Routine use of a SILASTIC spring-loaded silo for infants with gastroschisis: a multicenter randomized controlled trial

Background

Retrospective studies have suggested that routine use of a preformed silo for infants with gastroschisis may be associated with improved outcomes. We performed a prospective multicenter randomized controlled trial to test this hypothesis.

Methods

Eligible infants were randomized to (1) routine bedside placement of a preformed Silastic spring-loaded silo, with gradual reduction and elective abdominal wall closure, or (2) primary closure.

Results

There were 27 infants in each group. There was no significant difference between groups with respect to age, weight, sex, Apgar scores, prenatal diagnosis, or mode of delivery. The total number of days on the ventilator was lower in the spring-loaded silo group, although it did not reach statistical significance (3.2 vs 5.3, P = .07).
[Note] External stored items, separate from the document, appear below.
//! Position ledger.
//!
//! The ledger is the only owner of positions. Status moves Pending -> Open ->
//! Closed and never backwards. Every operation validates before mutating, so a
//! failed call leaves the ledger unchanged. The running total of allocated
//! risk is updated on every open, close, revert and stop adjustment.
//!
//! Only active positions are held. Ids are never reused, so an issued id that
//! is no longer active has left the ledger; closed positions are handed to the
//! caller and only a short tail of them is kept.

use std::collections::{BTreeMap, HashMap, VecDeque};

use chrono::NaiveDateTime;

use super::error::LedgerError;
use super::execution::ExecutionCosts;
use super::portfolio::PortfolioState;
use super::position::{
    ClosedPosition, ExitReason, OpenParams, Position, PositionId, PositionStatus, position_risk,
};
use super::prediction::TradeOutcome;

/// Closed positions kept for inspection.
pub const CLOSED_TAIL: usize = 256;

#[derive(Debug, Clone, Default)]
pub struct Ledger {
    positions: BTreeMap<PositionId, Position>,
    closed: VecDeque<ClosedPosition>,
    closed_count: usize,
    next_id: PositionId,
    costs: ExecutionCosts,
    allocated_risk: f64,
    realized_pnl: f64,
}

impl Ledger {
    pub fn new(costs: ExecutionCosts) -> Self {
        Self {
            positions: BTreeMap::new(),
            closed: VecDeque::new(),
            closed_count: 0,
            next_id: 1,
            costs,
            allocated_risk: 0.0,
            realized_pnl: 0.0,
        }
    }

    pub fn costs(&self) -> &ExecutionCosts {
        &self.costs
    }

    /// Error for an id that is not active.
    fn missing(&self, id: PositionId) -> LedgerError {
        if id > 0 && id < self.next_id {
            LedgerError::AlreadyClosed(id)
        } else {
            LedgerError::NotFound(id)
        }
    }

    /// Stored risk is the approved risk of `params`. Stop and target move
    /// with the actual entry so the approved stop distance is kept whatever
    /// the fill price or slippage.
    fn insert(
        &mut self,
        params: &OpenParams,
        at: NaiveDateTime,
        status: PositionStatus,
        broker_ref: Option<String>,
    ) -> Position {
        let id = self.next_id.max(1);
        self.next_id = id + 1;

        let entry_price = match status {
            PositionStatus::Pending => params.entry_price,
            _ => self.costs.entry_price(params.direction, params.entry_price),
        };
        let shift = entry_price - params.entry_price;
        let risk = params.risk();
        let position = Position {
            id,
            instrument: params.instrument.clone(),
            direction: params.direction,
            entry_price,
            volume: params.volume,
            stop_loss: params.stop_loss + shift,
            take_profit: params.take_profit + shift,
            contract_size: params.contract_size,
            opened_at: at,
            status,
            risk,
            broker_ref,
            entry_commission: self.costs.commission(params.volume),
        };
        self.allocated_risk += risk;
        self.positions.insert(id, position.clone());
        position
    }

    /// Record a position whose fill was confirmed synchronously.
    pub fn open(&mut self, params: &OpenParams, at: NaiveDateTime) -> Position {
        self.insert(params, at, PositionStatus::Open, None)
    }

    /// As [`Ledger::open`], keeping the broker's order reference.
    pub fn open_filled(
        &mut self,
        params: &OpenParams,
        at: NaiveDateTime,
        broker_ref: impl Into<String>,
    ) -> Position {
        self.insert(params, at, PositionStatus::Open, Some(broker_ref.into()))
    }

    /// Record a submitted order whose fill is not yet confirmed. Its risk is
    /// allocated immediately.
    pub fn open_pending(
        &mut self,
        params: &OpenParams,
        at: NaiveDateTime,
        broker_ref: impl Into<String>,
    ) -> Position {
        self.insert(params, at, PositionStatus::Pending, Some(broker_ref.into()))
    }

    /// Pending -> Open at the confirmed fill price. Stop and target move
    /// with the entry; the allocated risk does not change.
    pub fn confirm(&mut self, id: PositionId, fill_price: f64) -> Result<Position, LedgerError> {
        let costs = self.costs.clone();
        let missing = self.missing(id);
        let position = self.positions.get_mut(&id).ok_or(missing)?;
        if position.status != PositionStatus::Pending {
            return Err(LedgerError::InvalidTransition {
                id,
                from: position.status.as_str(),
                to: PositionStatus::Open.as_str(),
            });
        }

        let entry = costs.entry_price(position.direction, fill_price);
        let shift = entry - position.entry_price;
        position.entry_price = entry;
        position.stop_loss += shift;
        position.take_profit += shift;
        position.status = PositionStatus::Open;
        Ok(position.clone())
    }

    /// Drop a pending position the broker never filled and release its risk.
    pub fn revert(&mut self, id: PositionId) -> Result<Position, LedgerError> {
        let status = self
            .positions
            .get(&id)
            .map(|p| p.status)
            .ok_or_else(|| self.missing(id))?;
        if status != PositionStatus::Pending {
            return Err(LedgerError::InvalidTransition {
                id,
                from: status.as_str(),
                to: "reverted",
            });
        }
        let position = self.positions.remove(&id).ok_or_else(|| self.missing(id))?;
        self.allocated_risk = (self.allocated_risk - position.risk).max(0.0);
        Ok(position)
    }

    /// Open -> Closed. Realized P/L is net of commission on both sides.
    pub fn close(
        &mut self,
        id: PositionId,
        exit_price: f64,
        at: NaiveDateTime,
        reason: ExitReason,
    ) -> Result<ClosedPosition, LedgerError> {
        let status = self
            .positions
            .get(&id)
            .map(|p| p.status)
            .ok_or_else(|| self.missing(id))?;
        match status {
            PositionStatus::Open => {}
            PositionStatus::Closed => return Err(LedgerError::AlreadyClosed(id)),
            PositionStatus::Pending => {
                return Err(LedgerError::InvalidTransition {
                    id,
                    from: PositionStatus::Pending.as_str(),
                    to: PositionStatus::Closed.as_str(),
                });
            }
        }

        let Some(mut position) = self.positions.remove(&id) else {
            return Err(LedgerError::NotFound(id));
        };
        let fill = self.costs.exit_price(position.direction, exit_price);
        let gross = position.unrealized_pnl(fill);
        let realized = gross - position.entry_commission - self.costs.commission(position.volume);

        self.allocated_risk = (self.allocated_risk - position.risk).max(0.0);
        position.risk = 0.0;
        position.status = PositionStatus::Closed;
        self.realized_pnl += realized;

        let closed = ClosedPosition {
            position,
            exit_price: fill,
            closed_at: at,
            realized_pnl: realized,
            reason,
        };
        if self.closed.len() == CLOSED_TAIL {
            self.closed.pop_front();
        }
        self.closed.push_back(closed.clone());
        self.closed_count += 1;
        Ok(closed)
    }

    /// Move the stop. Only tightening is applied; returns whether it moved.
    pub fn adjust_stop(&mut self, id: PositionId, new_stop: f64) -> Result<bool, LedgerError> {
        let missing = self.missing(id);
        let position = self.positions.get_mut(&id).ok_or(missing)?;
        if position.status == PositionStatus::Closed {
            return Err(LedgerError::AlreadyClosed(id));
        }
        if !new_stop.is_finite() || !position.tightens(new_stop) {
            return Ok(false);
        }

        let old_risk = position.risk;
        position.stop_loss = new_stop;
        position.risk = position_risk(
            position.direction,
            position.entry_price,
            new_stop,
            position.volume,
            position.contract_size,
        );
        self.allocated_risk = (self.allocated_risk + position.risk - old_risk).max(0.0);
        Ok(true)
    }

    /// An active position. Closed and reverted positions are gone.
    pub fn position(&self, id: PositionId) -> Option<&Position> {
        self.positions.get(&id)
    }

    /// Open and pending positions, oldest first.
    pub fn active(&self) -> impl Iterator<Item = &Position> {
        self.positions.values().filter(|p| p.is_active())
    }

    pub fn open_positions(&self) -> impl Iterator<Item = &Position> {
        self.positions
            .values()
            .filter(|p| p.status == PositionStatus::Open)
    }

    pub fn pending_positions(&self) -> impl Iterator<Item = &Position> {
        self.positions
            .values()
            .filter(|p| p.status == PositionStatus::Pending)
    }

    pub fn active_for<'a>(&'a self, instrument: &'a str) -> impl Iterator<Item = &'a Position> {
        self.active().filter(move |p| p.instrument == instrument)
    }

    pub fn active_count(&self) -> usize {
        self.active().count()
    }

    pub fn allocated_risk(&self) -> f64 {
        self.allocated_risk
    }

    pub fn realized_pnl(&self) -> f64 {
        self.realized_pnl
    }

    /// The most recent closed positions, oldest first, at most [`CLOSED_TAIL`].
    pub fn closed(&self) -> impl Iterator<Item = &ClosedPosition> {
        self.closed.iter()
    }

    /// Positions closed over the ledger's lifetime.
    pub fn closed_count(&self) -> usize {
        self.closed_count
    }

    /// Portfolio view using the given price per instrument. Instruments with
    /// no price contribute no unrealized P/L.
    pub fn mark_to_market(&self, prices: &HashMap<String, f64>) -> PortfolioState {
        let mut state = PortfolioState {
            allocated_risk: self.allocated_risk,
            realized_pnl: self.realized_pnl,
            ..PortfolioState::default()
        };
        for position in self.active() {
            *state
                .exposure
                .entry(position.instrument.clone())
                .or_insert(0.0) += position.net_volume();
            match position.status {
                PositionStatus::Pending => state.pending_count += 1,
                _ => {
                    state.open_count += 1;
                    if let Some(price) = prices.get(&position.instrument) {
                        state.unrealized_pnl += position.unrealized_pnl(*price);
                    }
                }
            }
        }
        state
    }
}

impl From<&ClosedPosition> for TradeOutcome {
    fn from(closed: &ClosedPosition) -> Self {
        TradeOutcome {
            instrument: closed.position.instrument.clone(),
            direction: closed.position.direction,
            entry_price: closed.position.entry_price,
            exit_price: closed.exit_price,
            opened_at: closed.position.opened_at,
            closed_at: closed.closed_at,
            realized_pnl: closed.realized_pnl,
        }
    }
}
There was no significant difference between groups with respect to length of time on total parenteral nutrition, length of stay, or incidence of sepsis and necrotizing enterocolitis.

Conclusion

Routine use of a preformed silo was associated with similar outcomes to primary closure for infants with gastroschisis but with a strong trend toward fewer days on the ventilator. Use of a preformed silo has the advantage of permitting definitive abdominal wall closure in a more elective setting.